» What is expected: The result should be every line of the listing that holds the word "UserResponse".

» Source records:

========================

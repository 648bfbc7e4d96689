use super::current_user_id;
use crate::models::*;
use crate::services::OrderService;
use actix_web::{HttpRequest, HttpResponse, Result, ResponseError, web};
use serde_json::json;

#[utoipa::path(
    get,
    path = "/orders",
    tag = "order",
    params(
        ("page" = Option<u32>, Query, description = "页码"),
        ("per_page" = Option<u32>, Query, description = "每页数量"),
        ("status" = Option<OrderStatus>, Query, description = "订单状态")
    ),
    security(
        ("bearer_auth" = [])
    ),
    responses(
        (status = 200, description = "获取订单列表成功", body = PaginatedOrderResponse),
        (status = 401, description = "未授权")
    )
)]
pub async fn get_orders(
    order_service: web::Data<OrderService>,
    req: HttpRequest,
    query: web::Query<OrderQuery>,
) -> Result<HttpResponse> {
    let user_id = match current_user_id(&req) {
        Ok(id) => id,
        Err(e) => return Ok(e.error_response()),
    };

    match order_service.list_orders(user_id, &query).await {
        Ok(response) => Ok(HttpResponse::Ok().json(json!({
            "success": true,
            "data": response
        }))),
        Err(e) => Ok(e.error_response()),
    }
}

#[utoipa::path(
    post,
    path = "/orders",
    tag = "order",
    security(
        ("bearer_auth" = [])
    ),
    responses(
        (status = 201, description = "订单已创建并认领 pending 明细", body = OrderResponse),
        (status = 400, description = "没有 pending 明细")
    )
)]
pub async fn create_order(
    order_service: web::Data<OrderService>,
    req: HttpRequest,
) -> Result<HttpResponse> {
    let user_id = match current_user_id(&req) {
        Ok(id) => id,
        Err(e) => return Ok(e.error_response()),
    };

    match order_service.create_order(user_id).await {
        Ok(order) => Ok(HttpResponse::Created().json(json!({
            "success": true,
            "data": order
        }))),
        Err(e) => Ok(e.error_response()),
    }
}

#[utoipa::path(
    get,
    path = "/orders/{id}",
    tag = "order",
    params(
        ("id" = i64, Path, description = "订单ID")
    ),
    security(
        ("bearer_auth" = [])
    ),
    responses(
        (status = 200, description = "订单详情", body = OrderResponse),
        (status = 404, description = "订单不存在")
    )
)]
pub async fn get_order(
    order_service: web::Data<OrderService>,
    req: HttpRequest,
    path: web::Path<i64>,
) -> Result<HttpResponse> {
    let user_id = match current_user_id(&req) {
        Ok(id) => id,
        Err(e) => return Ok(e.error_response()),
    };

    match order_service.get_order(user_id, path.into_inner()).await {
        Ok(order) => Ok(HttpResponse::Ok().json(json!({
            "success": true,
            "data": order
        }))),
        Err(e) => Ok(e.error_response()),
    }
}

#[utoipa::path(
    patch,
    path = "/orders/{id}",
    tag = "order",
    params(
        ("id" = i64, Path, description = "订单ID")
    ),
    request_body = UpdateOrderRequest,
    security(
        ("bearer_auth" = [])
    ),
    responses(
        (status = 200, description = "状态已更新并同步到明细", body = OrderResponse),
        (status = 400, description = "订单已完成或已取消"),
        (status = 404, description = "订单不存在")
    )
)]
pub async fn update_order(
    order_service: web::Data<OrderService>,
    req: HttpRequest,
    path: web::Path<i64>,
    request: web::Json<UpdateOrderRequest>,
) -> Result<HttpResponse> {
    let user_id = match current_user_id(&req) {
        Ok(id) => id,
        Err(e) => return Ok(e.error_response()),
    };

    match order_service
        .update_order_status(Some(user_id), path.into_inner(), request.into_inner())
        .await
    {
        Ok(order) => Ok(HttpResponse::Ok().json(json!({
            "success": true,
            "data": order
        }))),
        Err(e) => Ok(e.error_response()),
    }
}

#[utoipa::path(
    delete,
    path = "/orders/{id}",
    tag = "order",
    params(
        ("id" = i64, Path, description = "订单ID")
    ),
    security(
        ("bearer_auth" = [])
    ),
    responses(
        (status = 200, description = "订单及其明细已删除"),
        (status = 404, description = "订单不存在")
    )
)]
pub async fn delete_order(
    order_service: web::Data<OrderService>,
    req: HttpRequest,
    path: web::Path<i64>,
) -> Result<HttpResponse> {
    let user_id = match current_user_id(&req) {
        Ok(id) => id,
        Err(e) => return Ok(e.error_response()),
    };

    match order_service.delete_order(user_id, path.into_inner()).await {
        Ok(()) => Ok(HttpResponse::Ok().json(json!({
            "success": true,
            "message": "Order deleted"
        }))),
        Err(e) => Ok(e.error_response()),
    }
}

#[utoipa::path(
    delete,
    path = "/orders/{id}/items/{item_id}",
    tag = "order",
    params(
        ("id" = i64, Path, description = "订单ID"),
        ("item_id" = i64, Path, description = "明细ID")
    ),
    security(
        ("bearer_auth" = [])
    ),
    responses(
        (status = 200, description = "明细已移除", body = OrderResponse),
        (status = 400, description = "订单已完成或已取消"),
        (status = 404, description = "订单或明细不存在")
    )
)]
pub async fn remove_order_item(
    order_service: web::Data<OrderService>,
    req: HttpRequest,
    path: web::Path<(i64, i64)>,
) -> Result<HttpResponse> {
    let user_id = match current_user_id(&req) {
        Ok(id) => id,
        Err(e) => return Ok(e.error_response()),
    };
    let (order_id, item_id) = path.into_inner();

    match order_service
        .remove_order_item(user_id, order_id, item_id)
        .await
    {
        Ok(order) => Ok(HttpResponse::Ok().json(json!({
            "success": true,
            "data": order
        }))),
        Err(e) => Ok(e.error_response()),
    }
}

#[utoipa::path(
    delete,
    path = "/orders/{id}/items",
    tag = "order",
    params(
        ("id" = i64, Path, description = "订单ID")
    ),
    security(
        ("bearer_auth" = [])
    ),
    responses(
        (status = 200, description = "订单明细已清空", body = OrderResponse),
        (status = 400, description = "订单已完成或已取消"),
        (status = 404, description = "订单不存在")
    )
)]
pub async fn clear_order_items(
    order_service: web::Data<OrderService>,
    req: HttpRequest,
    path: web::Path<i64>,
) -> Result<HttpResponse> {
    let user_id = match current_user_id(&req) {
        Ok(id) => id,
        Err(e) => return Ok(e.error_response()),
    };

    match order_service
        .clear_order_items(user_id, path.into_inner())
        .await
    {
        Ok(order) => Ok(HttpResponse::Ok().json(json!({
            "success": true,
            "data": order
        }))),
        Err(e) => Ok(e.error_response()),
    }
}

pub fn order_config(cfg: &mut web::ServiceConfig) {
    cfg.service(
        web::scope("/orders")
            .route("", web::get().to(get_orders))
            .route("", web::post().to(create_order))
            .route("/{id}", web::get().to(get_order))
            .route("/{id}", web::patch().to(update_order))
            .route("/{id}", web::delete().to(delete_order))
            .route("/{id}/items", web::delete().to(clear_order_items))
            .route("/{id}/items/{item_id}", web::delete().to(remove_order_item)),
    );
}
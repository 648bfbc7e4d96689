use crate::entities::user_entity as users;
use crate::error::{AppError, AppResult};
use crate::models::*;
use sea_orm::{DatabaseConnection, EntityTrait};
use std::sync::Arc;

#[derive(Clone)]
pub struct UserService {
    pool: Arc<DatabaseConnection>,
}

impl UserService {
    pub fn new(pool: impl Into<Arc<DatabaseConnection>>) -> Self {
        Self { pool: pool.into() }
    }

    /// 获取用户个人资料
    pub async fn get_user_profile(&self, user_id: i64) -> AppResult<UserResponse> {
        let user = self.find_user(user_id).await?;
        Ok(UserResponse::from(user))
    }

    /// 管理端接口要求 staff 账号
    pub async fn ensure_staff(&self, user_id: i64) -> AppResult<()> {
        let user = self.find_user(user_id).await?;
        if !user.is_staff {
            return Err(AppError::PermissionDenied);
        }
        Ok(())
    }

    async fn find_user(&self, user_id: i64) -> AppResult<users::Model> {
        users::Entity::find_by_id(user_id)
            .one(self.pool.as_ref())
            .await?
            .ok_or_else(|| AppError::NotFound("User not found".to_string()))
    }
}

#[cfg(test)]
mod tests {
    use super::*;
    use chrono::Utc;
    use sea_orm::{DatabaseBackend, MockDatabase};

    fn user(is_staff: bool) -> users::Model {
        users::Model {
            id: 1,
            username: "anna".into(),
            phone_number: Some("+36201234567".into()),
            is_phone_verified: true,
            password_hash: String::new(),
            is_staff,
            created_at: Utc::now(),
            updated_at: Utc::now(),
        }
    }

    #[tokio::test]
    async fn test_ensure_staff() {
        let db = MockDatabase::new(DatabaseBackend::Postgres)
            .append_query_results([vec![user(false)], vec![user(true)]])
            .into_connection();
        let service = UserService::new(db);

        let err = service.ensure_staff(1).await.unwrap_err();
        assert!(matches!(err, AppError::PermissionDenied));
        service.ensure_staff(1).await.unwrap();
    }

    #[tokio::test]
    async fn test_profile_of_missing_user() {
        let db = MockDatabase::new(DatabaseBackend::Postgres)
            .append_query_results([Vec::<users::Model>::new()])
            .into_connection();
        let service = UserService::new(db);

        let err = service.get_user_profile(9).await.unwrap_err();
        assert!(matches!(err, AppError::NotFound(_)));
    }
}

========================

» Reply:
    pub async fn get_user_profile(&self, user_id: i64) -> AppResult<UserResponse> {
        Ok(UserResponse::from(user))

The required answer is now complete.